There are times when performing mental experiments on the properties of space and matter where I have difficulty distinguishing the two from one another.

Most times it's easier to assume particles as having a sort of mathematical physical structure, almost like marbles without surface features. Then there are times when it almost seems intuitive to look at particles as though they were fluid distortions of space itself. For that matter, it even seem intuitive to see space-time as a mathematical fluid to illustrate space warping and EM wave propagation.

What it comes down to, is I'm really confused as to what particles are, their physical behaviors and properties, and how they relate and respond mechanically to wave and particle collision.

Is there an accurate model that encompasses everything that we have observed about particles, or are the atomic models we are using today just best guesses at specific aspects of our observations?

That is.. one model works for one set of calculations, while another model accounts for oddities in the first model, and visa-versa.


It seems as though the very fundamentals of particle/wave duality must hinge on the understanding of how particles behave and respond to change internally and individually, rather than observing action/reaction averages of their collective behaviors. It would seem impossible to have a ridged set of rules that accurately describe particle behavior without an understanding of what they really are?

 

[quark1005]

There are times when performing mental experiments on the properties of space and matter where I have difficulty distinguishing the two from one another.

Most times it's easier to assume particles as having a sort of mathematical physical structure, almost like marbles without surface features. Then there are times when it almost seems intuitive to look at particles as though they were fluid distortions of space itself. For that matter, it even seem intuitive to see space-time as a mathematical fluid to illustrate space warping and EM wave propagation.

What it comes down to, is I'm really confused as to what particles are, their physical behaviors and properties, and how they relate and respond mechanically to wave and particle collision.

Is there an accurate model that encompasses everything that we have observed about particles, or are the atomic models we are using today just best guesses at specific aspects of our observations?

That is.. one model works for one set of calculations, while another model accounts for oddities in the first model, and visa-versa.

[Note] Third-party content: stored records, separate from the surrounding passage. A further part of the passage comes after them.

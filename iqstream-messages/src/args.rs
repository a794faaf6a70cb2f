use std::collections::BTreeMap;
use std::convert::Infallible;
use std::fmt;
use std::str::FromStr;

/// String-keyed device configuration, e.g. `driver=file,path=capture.txt`.
#[derive(Debug, Clone, Default, PartialEq, Eq)]
pub struct DeviceArgs(BTreeMap<String, String>);

impl DeviceArgs {
    /// Empty argument set.
    pub fn new() -> Self {
        Self::default()
    }

    /// Value for `key`, if present.
    pub fn get(&self, key: &str) -> Option<&str> {
        self.0.get(key).map(String::as_str)
    }

    /// Sets `key`, replacing any earlier value.
    pub fn insert(&mut self, key: impl Into<String>, value: impl Into<String>) {
        self.0.insert(key.into(), value.into());
    }

    /// Builder form of [`DeviceArgs::insert`].
    pub fn with(mut self, key: impl Into<String>, value: impl Into<String>) -> Self {
        self.insert(key, value);
        self
    }

    /// Key/value pairs in key order.
    pub fn iter(&self) -> impl Iterator<Item = (&str, &str)> {
        self.0.iter().map(|(k, v)| (k.as_str(), v.as_str()))
    }

    /// True when no keys are set.
    pub fn is_empty(&self) -> bool {
        self.0.is_empty()
    }
}

impl<K: Into<String>, V: Into<String>> FromIterator<(K, V)> for DeviceArgs {
    fn from_iter<T: IntoIterator<Item = (K, V)>>(iter: T) -> Self {
        Self(iter.into_iter().map(|(k, v)| (k.into(), v.into())).collect())
    }
}

impl FromStr for DeviceArgs {
    type Err = Infallible;

    /// Parses `key=value` pairs separated by commas.
    /// An entry without `=` becomes a key with an empty value.
    fn from_str(s: &str) -> Result<Self, Self::Err> {
        let args = s
            .split(',')
            .map(str::trim)
            .filter(|entry| !entry.is_empty())
            .map(|entry| match entry.split_once('=') {
                Some((key, value)) => (key.trim(), value.trim()),
                None => (entry, ""),
            })
            .collect();
        Ok(args)
    }
}

impl fmt::Display for DeviceArgs {
    fn fmt(&self, f: &mut fmt::Formatter<'_>) -> fmt::Result {
        for (i, (key, value)) in self.iter().enumerate() {
            if i > 0 {
                f.write_str(", ")?;
            }
            write!(f, "{key}={value}")?;
        }
        Ok(())
    }
}

#[cfg(test)]
mod tests {
    use super::*;

    #[test]
    fn test_parse_markup() {
        let args: DeviceArgs = " driver=file , path = /tmp/rx.txt,,loop".parse().unwrap();
        assert_eq!(args.get("driver"), Some("file"));
        assert_eq!(args.get("path"), Some("/tmp/rx.txt"));
        assert_eq!(args.get("loop"), Some(""));
        assert_eq!(args.get("missing"), None);
    }

    #[test]
    fn test_display_is_sorted_by_key() {
        let args = DeviceArgs::new().with("path", "a.txt").with("driver", "file");
        assert_eq!(args.to_string(), "driver=file, path=a.txt");
    }

    #[test]
    fn test_empty_markup() {
        let args: DeviceArgs = "".parse().unwrap();
        assert!(args.is_empty());
    }
}
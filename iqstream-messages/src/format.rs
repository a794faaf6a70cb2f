use std::fmt;
use std::str::FromStr;

/// Sample encoding a stream is bound to at setup.
#[derive(Debug, Clone, Copy, PartialEq, Eq, Hash)]
pub enum SampleFormat {
    /// Complex signed 8-bit integers, one byte per component.
    Cs8,
    /// Complex 32-bit floats, full scale at 1.0.
    Cf32,
}

impl SampleFormat {
    /// Canonical format name, as accepted by `setup_stream`.
    pub const fn name(self) -> &'static str {
        match self {
            SampleFormat::Cs8 => "CS8",
            SampleFormat::Cf32 => "CF32",
        }
    }
}

impl fmt::Display for SampleFormat {
    fn fmt(&self, f: &mut fmt::Formatter<'_>) -> fmt::Result {
        f.write_str(self.name())
    }
}

/// Format name that matched neither `CS8` nor `CF32`.
#[derive(Debug, Clone, PartialEq, Eq)]
pub struct UnknownFormat(pub String);

impl fmt::Display for UnknownFormat {
    fn fmt(&self, f: &mut fmt::Formatter<'_>) -> fmt::Result {
        write!(f, "unknown sample format '{}'", self.0)
    }
}

impl std::error::Error for UnknownFormat {}

impl FromStr for SampleFormat {
    type Err = UnknownFormat;

    // Names are matched exactly, the way driver format strings are compared.
    fn from_str(s: &str) -> Result<Self, Self::Err> {
        match s {
            "CS8" => Ok(SampleFormat::Cs8),
            "CF32" => Ok(SampleFormat::Cf32),
            other => Err(UnknownFormat(other.to_string())),
        }
    }
}

/// Direction of a stream, fixed at setup.
#[derive(Debug, Clone, Copy, PartialEq, Eq, Hash)]
pub enum StreamDirection {
    Receive,
    Transmit,
}

impl fmt::Display for StreamDirection {
    fn fmt(&self, f: &mut fmt::Formatter<'_>) -> fmt::Result {
        match self {
            StreamDirection::Receive => f.write_str("RX"),
            StreamDirection::Transmit => f.write_str("TX"),
        }
    }
}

It seems as though the very fundamentals of particle/wave duality must hinge on the understanding of how particles behave and respond to change internally and individually, rather than observing action/reaction averages of their collective behaviors. It would seem impossible to have a ridged set of rules that accurately describe particle behavior without an understanding of what they really are?

Firstly mass and energy are equivalent; they are the same thing.

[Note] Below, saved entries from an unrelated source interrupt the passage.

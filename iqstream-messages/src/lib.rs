mod args;
mod event;
mod format;

pub use args::DeviceArgs;
pub use event::RelayEvent;
pub use format::{SampleFormat, StreamDirection, UnknownFormat};
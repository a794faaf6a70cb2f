/// Progress reported by the transmitting side of a relay to its receiving loop.
#[derive(Debug, Clone, PartialEq, Eq)]
pub enum RelayEvent {
    /// A chunk of payload samples was written to the channel.
    Transmitted { samples: usize },
    /// The source underflowed and the last burst has been closed.
    Finished,
    /// The transmitter stopped on an error.
    Failed(String),
}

'Is there an accurate model that encompasses everything that we have observed about particles? - Yes, well to a sufficient accuracy anyway. Whilst there is not one 'theory of everything' that descirbes everything we know, Quantum Mechanics does very well at the very small scale, Relativity at high speeds, classical mechanics at large size, small speed, and quantum field theory at small size, high speed.

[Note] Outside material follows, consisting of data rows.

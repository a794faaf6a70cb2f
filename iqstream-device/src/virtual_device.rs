use std::sync::{Arc, Mutex, MutexGuard, PoisonError};
use std::time::Duration;

use iqstream_messages::{SampleFormat, StreamDirection};
use log::{debug, info, trace};

use crate::buffer::{SampleBuf, SampleBufMut};
use crate::burst::BurstState;
use crate::channel::VirtualChannel;
use crate::error::Result;
use crate::stream::{Access, ReadStatus, StreamHandle, StreamSlot};
use crate::{Device, MAX_TRANSFER_UNIT};

/// Device whose single stream reads from or transmits onto a [`VirtualChannel`].
///
/// A transmitting device and a receiving device built with the same channel
/// form a loopback link. The device is `Sync`; concurrent writes through one
/// handle are serialized so each call's burst framing stays contiguous.
pub struct VirtualDevice {
    channel: Arc<VirtualChannel>,
    // Lock order: slot, then the channel queue.
    slot: Mutex<StreamSlot<BurstState>>,
}

impl VirtualDevice {
    /// Device on a channel of its own.
    pub fn new() -> Self {
        Self::with_channel(Arc::new(VirtualChannel::new()))
    }

    pub fn with_channel(channel: Arc<VirtualChannel>) -> Self {
        info!("Opening virtual device on channel {:p}", Arc::as_ptr(&channel));
        Self {
            channel,
            slot: Mutex::new(StreamSlot::default()),
        }
    }

    /// Shared channel backing both stream directions.
    pub fn channel(&self) -> &Arc<VirtualChannel> {
        &self.channel
    }

    fn lock(&self) -> MutexGuard<'_, StreamSlot<BurstState>> {
        self.slot.lock().unwrap_or_else(PoisonError::into_inner)
    }
}

impl Default for VirtualDevice {
    fn default() -> Self {
        Self::new()
    }
}

impl Device for VirtualDevice {
    fn driver(&self) -> &'static str {
        "virtual"
    }

    fn setup_stream(&self, direction: StreamDirection, format: &str) -> Result<StreamHandle> {
        let format: SampleFormat = format.parse()?;
        let handle = self
            .lock()
            .setup(direction, format, || Ok(BurstState::default()))?;
        info!("setupStream: direction: {direction}, format: {format}");
        Ok(handle)
    }

    fn read_stream(
        &self,
        handle: &StreamHandle,
        mut buf: SampleBufMut<'_>,
        _timeout: Duration,
    ) -> Result<ReadStatus> {
        self.lock().get(handle, Access::Read, buf.format())?;
        let count = self.channel.read(&mut buf);
        trace!("readStream: {count} of {} samples", buf.len());
        Ok(ReadStatus::Samples(count))
    }

    fn write_stream(
        &self,
        handle: &StreamHandle,
        buf: SampleBuf<'_>,
        end_of_burst: bool,
        _timeout: Duration,
    ) -> Result<usize> {
        let mut slot = self.lock();
        let burst = slot.get(handle, Access::Write, buf.format())?;
        if !burst.in_burst() {
            debug!("Starting burst at phase {}", burst.phase());
        }

        let payload = buf.to_wire();
        let written = self.channel.transmit(burst, &payload, end_of_burst);
        trace!("writeStream: {written} samples, end of burst: {end_of_burst}");
        if end_of_burst {
            debug!("Ended burst at phase {}", burst.phase());
        }
        Ok(written)
    }

    fn close_stream(&self, handle: &StreamHandle) -> Result<()> {
        self.lock().close(handle)
    }

    fn stream_mtu(&self, _handle: &StreamHandle) -> usize {
        MAX_TRANSFER_UNIT
    }
}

Quantum mechanics tells us that particles are essentially a wavefunction - it's really quite interesting.

 

[Gear300]

String theory tells us that particles are vibrating strings (if I have the concept right)

 

[Varnick]

String Theory has not been submitted to (and passed) the physical testing that the theories quark mentioned are much more established and experimentally confirmed. Although, inclusion of more theoretical ideas as to what particles "Are" is probably useful. As for a complete theory, the Standard Model is a (specially) relativistic quantum field theory, which is good for most interactions involving particles, providing they aren't big enough to make gravity a factor.

V